Go through the entries below and return every line that contains "Result".
=== Begin Enclosure ===
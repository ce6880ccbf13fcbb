use std::thread;
use std::time::{Duration, Instant};

use sysinfo::{
    MINIMUM_CPU_UPDATE_INTERVAL, Pid, Process, ProcessRefreshKind, ProcessStatus,
    ProcessesToUpdate, System, ThreadKind, UpdateKind, Users,
};
use tracing::{debug, warn};

use super::error::{AccessError, SnapshotError};
use super::process::{ProcessRecord, ProcessState};
use super::snapshot::{ProcessSource, SystemSnapshot};

/// sysinfo-backed [`ProcessSource`].
pub struct Collector {
    sys: System,
    users: Users,
    sample_interval: Duration,
    primed_at: Instant,
}

impl Default for Collector {
    fn default() -> Self {
        Self::new(Duration::from_millis(250))
    }
}

impl Collector {
    /// Takes the first CPU reading right away; the second one is taken by
    /// [`ProcessSource::snapshot`] once `sample_interval` has elapsed.
    pub fn new(sample_interval: Duration) -> Self {
        let mut sys = System::new();
        sys.refresh_cpu_all();
        sys.refresh_processes_specifics(ProcessesToUpdate::All, true, refresh_kind());
        Collector {
            sys,
            users: Users::new_with_refreshed_list(),
            sample_interval: sample_interval.max(MINIMUM_CPU_UPDATE_INTERVAL),
            primed_at: Instant::now(),
        }
    }

    fn wait_for_cpu_sample(&self) {
        let elapsed = self.primed_at.elapsed();
        if elapsed < self.sample_interval {
            thread::sleep(self.sample_interval - elapsed);
        }
    }

    fn read_process(&self, pid: Pid, process: &Process) -> Result<ProcessRecord, AccessError> {
        let status = map_status(process.status());
        check_readable(
            pid.as_u32(),
            process.memory(),
            process.virtual_memory(),
            matches!(process.thread_kind(), Some(ThreadKind::Kernel)),
            status,
        )?;

        let user = process
            .user_id()
            .and_then(|uid| self.users.get_user_by_id(uid))
            .map(|user| user.name().to_string());

        Ok(ProcessRecord {
            pid: pid.as_u32(),
            ppid: process.parent().map(|p| p.as_u32()),
            name: process.name().to_string_lossy().to_string(),
            status,
            cpu_percent: Some(process.cpu_usage()),
            memory_bytes: Some(process.memory()),
            user,
            start_time: process.start_time(),
        })
    }

    fn build_snapshot(&self) -> SystemSnapshot {
        let _span = tracing::debug_span!("collector.build_snapshot").entered();

        let mut tally = Tally::with_capacity(self.sys.processes().len());
        for (pid, process) in self.sys.processes() {
            // Threads of a process are not processes of their own.
            if process.thread_kind() == Some(ThreadKind::Userland) {
                continue;
            }
            tally.push(self.read_process(*pid, process), || {
                ProcessRecord::unavailable(
                    pid.as_u32(),
                    process.parent().map(|p| p.as_u32()),
                    process.name().to_string_lossy(),
                )
                .with_status(map_status(process.status()))
            });
        }

        if tally.inaccessible > 0 {
            warn!(
                count = tally.inaccessible,
                "processes could not be fully read (permission denied)"
            );
            if tally.mostly_inaccessible() {
                warn!("most processes are inaccessible; consider running with elevated privileges");
            }
        }

        let records = tally.records;
        let mut snapshot = SystemSnapshot::from_records(records);
        snapshot.cpu_usage_percent = self.sys.global_cpu_usage();
        snapshot.memory_total = self.sys.total_memory();
        snapshot.memory_used = self.sys.used_memory();
        snapshot.memory_available = self.sys.available_memory();
        snapshot.swap_total = self.sys.total_swap();
        snapshot.swap_used = self.sys.used_swap();
        snapshot
    }
}

impl ProcessSource for Collector {
    fn snapshot(&mut self) -> Result<SystemSnapshot, SnapshotError> {
        let _span = tracing::debug_span!("collector.refresh").entered();

        self.wait_for_cpu_sample();
        self.sys.refresh_memory();
        self.sys.refresh_cpu_all();
        self.sys
            .refresh_processes_specifics(ProcessesToUpdate::All, true, refresh_kind());
        self.primed_at = Instant::now();

        let snapshot = self.build_snapshot();
        debug!(
            processes = snapshot.records.len(),
            unavailable = snapshot.unavailable_count(),
            "snapshot collected"
        );
        Ok(snapshot)
    }
}

/// Records of one snapshot pass, with unreadable processes already replaced
/// by placeholders.
#[derive(Debug, Default)]
struct Tally {
    records: Vec<ProcessRecord>,
    inaccessible: usize,
}

impl Tally {
    fn with_capacity(capacity: usize) -> Self {
        Tally {
            records: Vec::with_capacity(capacity),
            inaccessible: 0,
        }
    }

    fn push(
        &mut self,
        read: Result<ProcessRecord, AccessError>,
        placeholder: impl FnOnce() -> ProcessRecord,
    ) {
        let record = read.unwrap_or_else(|err| {
            debug!(%err, "recording placeholder");
            self.inaccessible += 1;
            placeholder()
        });
        self.records.push(record);
    }

    /// Strictly more than half of the records are placeholders.
    fn mostly_inaccessible(&self) -> bool {
        self.inaccessible * 2 > self.records.len()
    }
}

/// Unreadable processes come back from the OS with every memory counter
/// zeroed. Kernel threads and zombies legitimately own no memory.
fn check_readable(
    pid: u32,
    memory: u64,
    virtual_memory: u64,
    kernel_thread: bool,
    status: ProcessState,
) -> Result<(), AccessError> {
    if memory == 0 && virtual_memory == 0 && !kernel_thread && status != ProcessState::Zombie {
        return Err(AccessError {
            pid,
            reason: "memory counters unreadable".to_string(),
        });
    }
    Ok(())
}

fn refresh_kind() -> ProcessRefreshKind {
    ProcessRefreshKind::nothing()
        .with_memory()
        .with_cpu()
        .with_user(UpdateKind::OnlyIfNotSet)
        .without_tasks()
}

fn map_status(status: ProcessStatus) -> ProcessState {
    match status {
        ProcessStatus::Run => ProcessState::Running,
        ProcessStatus::Sleep
        | ProcessStatus::Idle
        | ProcessStatus::UninterruptibleDiskSleep
        | ProcessStatus::Waking
        | ProcessStatus::Parked
        | ProcessStatus::LockBlocked => ProcessState::Sleeping,
        ProcessStatus::Stop | ProcessStatus::Tracing => ProcessState::Stopped,
        ProcessStatus::Zombie | ProcessStatus::Dead => ProcessState::Zombie,
        _ => ProcessState::Unknown,
    }
}

#[cfg(test)]
mod tests {
    use super::*;

    #[test]
    fn sysinfo_status_mapping() {
        assert_eq!(map_status(ProcessStatus::Run), ProcessState::Running);
        assert_eq!(map_status(ProcessStatus::Idle), ProcessState::Sleeping);
        assert_eq!(map_status(ProcessStatus::Stop), ProcessState::Stopped);
        assert_eq!(map_status(ProcessStatus::Dead), ProcessState::Zombie);
        assert_eq!(map_status(ProcessStatus::Unknown(99)), ProcessState::Unknown);
    }

    #[test]
    fn sample_interval_never_below_sysinfo_minimum() {
        let collector = Collector::new(Duration::ZERO);
        assert!(collector.sample_interval >= MINIMUM_CPU_UPDATE_INTERVAL);
    }

    #[test]
    fn refresh_skips_threads() {
        assert!(!refresh_kind().tasks());
        assert!(refresh_kind().memory());
    }

    #[test]
    fn zeroed_counters_mark_a_process_unreadable() {
        let err = check_readable(42, 0, 0, false, ProcessState::Sleeping).unwrap_err();
        assert_eq!(err.pid, 42);
        assert_eq!(err.reason, "memory counters unreadable");
    }

    #[test]
    fn kernel_threads_and_zombies_may_own_no_memory() {
        assert!(check_readable(2, 0, 0, true, ProcessState::Sleeping).is_ok());
        assert!(check_readable(7, 0, 0, false, ProcessState::Zombie).is_ok());
        assert!(check_readable(8, 4096, 0, false, ProcessState::Running).is_ok());
        assert!(check_readable(9, 0, 8192, false, ProcessState::Running).is_ok());
    }

    fn unreadable(pid: u32) -> Result<ProcessRecord, AccessError> {
        Err(AccessError {
            pid,
            reason: "memory counters unreadable".to_string(),
        })
    }

    fn readable(pid: u32) -> Result<ProcessRecord, AccessError> {
        Ok(ProcessRecord::new(pid, Some(1), "ok")
            .with_cpu(1.0)
            .with_memory(4096))
    }

    #[test]
    fn unreadable_records_become_counted_placeholders() {
        let mut tally = Tally::default();
        tally.push(readable(10), || unreachable!("readable record needs no placeholder"));
        tally.push(unreadable(11), || {
            ProcessRecord::unavailable(11, Some(1), "locked").with_status(ProcessState::Sleeping)
        });

        assert_eq!(tally.inaccessible, 1);
        assert_eq!(tally.records.len(), 2);
        assert!(tally.records[0].is_available());
        let placeholder = &tally.records[1];
        assert_eq!(placeholder.pid, 11);
        assert_eq!(placeholder.ppid, Some(1));
        assert_eq!(placeholder.name, "locked");
        assert_eq!(placeholder.status, ProcessState::Sleeping);
        assert!(!placeholder.is_available());
    }

    #[test]
    fn elevated_privilege_hint_needs_a_strict_majority() {
        let placeholder = || ProcessRecord::unavailable(0, None, "locked");

        let mut tally = Tally::default();
        assert!(!tally.mostly_inaccessible());

        tally.push(readable(1), placeholder);
        tally.push(unreadable(2), placeholder);
        assert!(!tally.mostly_inaccessible(), "exactly half is not most");

        tally.push(unreadable(3), placeholder);
        assert!(tally.mostly_inaccessible());

        tally.push(readable(4), placeholder);
        assert!(!tally.mostly_inaccessible());
    }
}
=== End Enclosure ===
WORKED SOLUTION |
    fn read_process(&self, pid: Pid, process: &Process) -> Result<ProcessRecord, AccessError> {
    fn snapshot(&mut self) -> Result<SystemSnapshot, SnapshotError> {
        read: Result<ProcessRecord, AccessError>,
) -> Result<(), AccessError> {
    fn unreadable(pid: u32) -> Result<ProcessRecord, AccessError> {
    fn readable(pid: u32) -> Result<ProcessRecord, AccessError> {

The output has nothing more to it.